Global terrorist activity is an alarming feature of modern society. Our media is awash with news of political skirmishes and terror attacks – just last week in Barcelona and Finland as the most recent examples.

Such social instability has nurtured a highly competitive market for terrorism risk insurance in the US and worldwide. It’s a market that has grown quickly in the US, considering its limited capacity in the wake of the World Trade Center attack in 2001.

In 2002, the Terrorism Risk Insurance Act (TRIA) was signed into federal law by President George W. Bush. It provided a federal “backstop” for insurance claims related to acts of terrorism and encouraged growth in the market by enabling insurers (and the industry) to manage their terrorism risk exposures.

“The introduction of the TRIA backstop encouraged property insurers to return to accepting terrorism risks and this created substantial new capacity with a connected reduction in pricing,” said Quentin Prebble, Global Head of Terrorism at Ironshore. “The ‘stand alone’ market continues to exist as it provides greater assurance to buyers by providing coverage without the requirement of Government certification of the loss/incident in question as an Act of Terrorism.”

The uptake of terrorism insurance has increased internationally as the product has become more affordable. Coverage conditions have broadened to include things like active shooter, threat, non-damage business interruption, limited cyber and denial of access cover. There has also been an increased uptake of political violence coverage as opposed to the more limited conditions of a ‘stand alone’ terrorism policy.
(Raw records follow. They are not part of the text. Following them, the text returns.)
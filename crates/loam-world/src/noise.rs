use fastnoise_lite::{FastNoiseLite, NoiseType};

use crate::worldgen::{NoiseKind, NoiseParams};

/// Seeded coherent noise shared by every stage of one generator.
pub struct NoiseSampler {
    seed: u64,
    noise: FastNoiseLite,
}

impl NoiseSampler {
    /// The seed is truncated to the low 32 bits, the width FastNoiseLite works in.
    pub fn new(seed: u64, params: &NoiseParams) -> Self {
        let mut noise = FastNoiseLite::with_seed(seed as i32);
        noise.set_noise_type(Some(match params.noise_type {
            NoiseKind::OpenSimplex2 => NoiseType::OpenSimplex2,
            NoiseKind::Perlin => NoiseType::Perlin,
            NoiseKind::Value => NoiseType::Value,
        }));
        noise.set_frequency(Some(params.frequency));
        Self { seed, noise }
    }

    #[inline]
    pub fn seed(&self) -> u64 {
        self.seed
    }

    /// 2D sample in `[-1, 1]`.
    #[inline]
    pub fn sample(&self, x: i32, z: i32) -> f32 {
        self.noise.get_noise_2d(x as f32, z as f32).clamp(-1.0, 1.0)
    }

    #[inline]
    pub fn sample_3d(&self, x: i32, y: i32, z: i32) -> f32 {
        self.noise
            .get_noise_3d(x as f32, y as f32, z as f32)
            .clamp(-1.0, 1.0)
    }
}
“The main area where there continues to be a coverage shortfall is in the area of nuclear, chemical and biological coverage,” Prebble told Insurance Business. “This is largely the result of there being a very limited reinsurance market for these exposures. The management of the accumulation of risk in urban areas from these exposures in particular remains problematic for insurers.”

There are other difficulties for insurers and brokers in the terrorism insurance space. Reduced pricing and broader coverage, coupled with an increased frequency of loss/incidents have decreased margins significantly, according to Prebble. For brokers, the reductions in pricing have made terrorism risk cover easier to sell but retention of business has become more challenging.

The industry also faces the issue of changing terrorism trends. In the past few years, the media has reported on multiple vehicle attacks involving civilians, a trend that is likely to continue according to Prebble.

“In addition to the increase in the incidence vehicle attacks there is the realistic possibility that drones will feature in attacks in the future. Effective geo-fencing at airports and where there are large gatherings of spectators in particular will be increasingly important in the future,” he said.